**WHAT IS REQUIRED:**
When the word "PathBuf" shows up in a line of the data below, copy that whole line.

**GIVEN RECORDS:**
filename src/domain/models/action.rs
use std::path::PathBuf;

use super::ChatId;
use super::Registration;
use super::StudyKind;

#[derive(Clone, Debug, PartialEq, Eq)]
pub enum Action {
    CreateCourse(String, Option<String>),
    GenerateStudyItem(StudyKind),
    LoadChat(ChatId),
    Login(String, String),
    Logout(),
    NewChat(),
    RefreshCourses(),
    Register(Registration),
    RestoreSession(),
    SaveSummary(),
    SelectCourse(Option<i64>),
    SendMessage(String),
    ShowSavedSummary(i64),
    ToggleTheme(),
    UploadFile(PathBuf),
}
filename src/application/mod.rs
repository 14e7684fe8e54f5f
pub mod cli;
pub mod console;
use serde_derive::Deserialize;
use serde_derive::Serialize;

#[derive(Clone, Copy, Debug, PartialEq, Eq, Serialize, Deserialize, strum::Display)]
#[strum(serialize_all = "lowercase")]
pub enum Sender {
    User,
    Ai,
}

impl Sender {
    pub fn label(&self) -> &'static str {
        match self {
            Sender::User => return "You",
            Sender::Ai => return "Lectern",
        }
    }
}
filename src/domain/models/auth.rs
use serde_derive::Deserialize;
use serde_derive::Serialize;

#[derive(Clone, Debug, PartialEq, Eq, Serialize, Deserialize)]
pub struct UserProfile {
    #[serde(default)]
    pub full_name: Option<String>,
    pub email: String,
}

impl UserProfile {
    pub fn display_name(&self) -> String {
        return match &self.full_name {
            Some(name) if !name.trim().is_empty() => name.trim().to_string(),
            _ => self.email.to_string(),
        };
    }
}

#[derive(Clone, Debug, PartialEq, Eq)]
pub struct AuthIdentity {
    pub token: String,
    pub user: UserProfile,
}

#[derive(Clone, Copy, Debug, PartialEq, Eq)]
pub enum AuthMode {
    Guest,
    Authenticated,
}
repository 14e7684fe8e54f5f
#[cfg(test)]
#[path = "local_store_test.rs"]
mod tests;

use std::collections::BTreeMap;
use std::fs;
use std::path;
use std::sync::Mutex;
use std::sync::PoisonError;

use anyhow::Result;

#[derive(Clone, Copy, Debug, PartialEq, Eq, strum::Display)]
#[strum(serialize_all = "kebab-case")]
pub enum StoreKey {
    AuthToken,
    SelectedCourse,
    Theme,
}

/// Small key-value file for state that has to survive restarts. A missing or
/// unreadable file is treated as empty.
pub struct LocalStore {
    file_path: path::PathBuf,
    values: Mutex<BTreeMap<String, String>>,
}

impl LocalStore {
    pub fn open(file_path: path::PathBuf) -> LocalStore {
        let values = match fs::read_to_string(&file_path) {
            Ok(payload) => serde_yaml::from_str::<BTreeMap<String, String>>(&payload)
                .unwrap_or_else(|err| {
                    tracing::warn!(file = ?file_path, error = ?err, "ignoring unreadable state file");
                    return BTreeMap::new();
                }),
            Err(_) => BTreeMap::new(),
        };

        return LocalStore {
            file_path,
            values: Mutex::new(values),
        };
    }

    pub fn get(&self, key: StoreKey) -> Option<String> {
        let values = self.values.lock().unwrap_or_else(PoisonError::into_inner);
        return values.get(&key.to_string()).cloned();
    }

    pub fn set(&self, key: StoreKey, value: &str) -> Result<()> {
        let mut values = self.values.lock().unwrap_or_else(PoisonError::into_inner);
        values.insert(key.to_string(), value.to_string());
        return self.write(&values);
    }

    pub fn remove(&self, key: StoreKey) -> Result<()> {
        let mut values = self.values.lock().unwrap_or_else(PoisonError::into_inner);
        if values.remove(&key.to_string()).is_none() {
            return Ok(());
        }
        return self.write(&values);
    }

    fn write(&self, values: &BTreeMap<String, String>) -> Result<()> {
        if let Some(parent) = self.file_path.parent() {
            fs::create_dir_all(parent)?;
        }
        fs::write(&self.file_path, serde_yaml::to_string(values)?)?;

        return Ok(());
    }
}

**SOLVED EXERCISE:**
use std::path::PathBuf;
    UploadFile(PathBuf),
    file_path: path::PathBuf,
    pub fn open(file_path: path::PathBuf) -> LocalStore {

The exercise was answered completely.